A partir de 2006 o Sutil Ato se consolida como trabalho de grupo, passando pela experiência da profissionalização e da atuação de forma independente. Desde então somam-se 5 espetáculos montados, e a contemplação em prêmios e editais nacionais, com circulação de trabalhos em diversos eventos brasileiros.
Nesses 9 anos de pesquisa continuada, o Sutil Ato busca formas de interação com outros núcleos como modo de construção de uma obra dialógica e retroalimentada pelos estudos correntes.
Com este propósito, a temporada em Goiânia é feita em parceria com alunos e professores da Escola de Música e Artes Cênicas da Universidade Federal de Goiás, que se tornaram os anfitriões de Autópsia na capital goiana, por meio do Festival Universitário de Artes Cênicas – Fuga.


Autor é considerado “maldito”

Plínio Marcos (Santos SP 1935 – São Paulo SP 1999) renovou os padrões da dramaturgia brasileira, levando para os palcos, em plena ditadura militar, um realismo duro e cruel, feito de diálogos e situações vividas pela população pobre e favelada, de um Brasil cheio de contrastes econômicos, éticos e sociais.
Visceral, mórbido e contundente, Plínio não se rendeu às negociatas propostas aos artistas da época. Ele não reescreveu suas frases para que fossem liberadas, tampouco alterou contextos, formas e personagens. Com isto, seu teatro despudorado e furioso levou à proibição de toda sua obra. Plínio passa então a se auto proclamar “O autor maldito”. De 1960 a 1975 seu trabalho recebe todas as chancelas de proibição cabíveis.

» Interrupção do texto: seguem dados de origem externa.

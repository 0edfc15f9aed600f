//! URL handling: normalization and crawl-boundary filters
//!
//! These are pure functions used by the navigation extractors and the crawl
//! orchestrator to decide which links belong to the document being built.

mod filters;
mod normalize;

pub use filters::{is_different_doc_section, is_different_version_path, should_skip};
pub use normalize::normalize;
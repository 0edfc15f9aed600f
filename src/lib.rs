//! Docbinder: a documentation site downloader
//!
//! This crate crawls a documentation website (GitBook, Docusaurus, Mintlify,
//! Vocs and similar template families, plus a generic fallback), discovers its
//! navigable page set, strips boilerplate from each page, converts the content
//! to Markdown and assembles a single ordered document with a generated table
//! of contents.

pub mod assemble;
pub mod config;
pub mod content;
pub mod crawler;
pub mod nav;
pub mod status;
pub mod tasks;
pub mod url;

use thiserror::Error;

/// Main error type for Docbinder operations
#[derive(Debug, Error)]
pub enum DocbinderError {
    #[error("Configuration error: {0}")]
    Config(#[from] ConfigError),

    #[error("failed to fetch main page: {url}")]
    RootFetch { url: String },

    #[error("no pages were successfully scraped")]
    NoPages,

    #[error("crawl timed out after {seconds} seconds")]
    Timeout { seconds: u64 },

    #[error("HTTP client error: {0}")]
    Reqwest(#[from] reqwest::Error),

    #[error("URL error: {0}")]
    UrlError(#[from] UrlError),

    #[error("URL parse error: {0}")]
    UrlParse(#[from] ::url::ParseError),

    #[error("Markdown conversion error for {url}: {message}")]
    Convert { url: String, message: String },

    #[error("Unknown task: {0}")]
    UnknownTask(String),

    #[error("Task {task_id} is not completed (status: {status})")]
    NotCompleted { task_id: String, status: String },

    #[error("IO error: {0}")]
    Io(#[from] std::io::Error),
}

/// Configuration-specific errors
#[derive(Debug, Error)]
pub enum ConfigError {
    #[error("Failed to read config file: {0}")]
    Io(#[from] std::io::Error),

    #[error("Failed to parse TOML: {0}")]
    Parse(#[from] toml::de::Error),

    #[error("Validation error: {0}")]
    Validation(String),

    #[error("Invalid URL in config: {0}")]
    InvalidUrl(String),
}

/// URL-specific errors
#[derive(Debug, Error)]
pub enum UrlError {
    #[error("Failed to parse URL: {0}")]
    Parse(String),

    #[error("Invalid URL scheme: {0}")]
    InvalidScheme(String),

    #[error("Missing domain in URL")]
    MissingDomain,
}

/// Result type alias for Docbinder operations
pub type Result<T> = std::result::Result<T, DocbinderError>;

/// Result type alias for configuration operations
pub type ConfigResult<T> = std::result::Result<T, ConfigError>;

// Re-export commonly used types
pub use config::{CrawlConfig, CrawlOptions};
pub use crawler::Crawler;
pub use nav::NavLink;
pub use status::{CrawlPhase, CrawlStatus, StatusHandle};
pub use tasks::{CrawlManager, TaskId};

Artistas como Tônia Carrero e Sérgio Mamberti foram amigos e intérpretes de seus textos. Segundo eles, a obra de Plínio arrancava dos atores os sentimentos mais viscerais e os expunha inteiramente humanos em suas cenas. Em depoimentos eles denotam toda admiração pelo criador, que eles consideram, junto a Nelson Rodrigues, o autor que verdadeiramente criou um teatro brasileiro.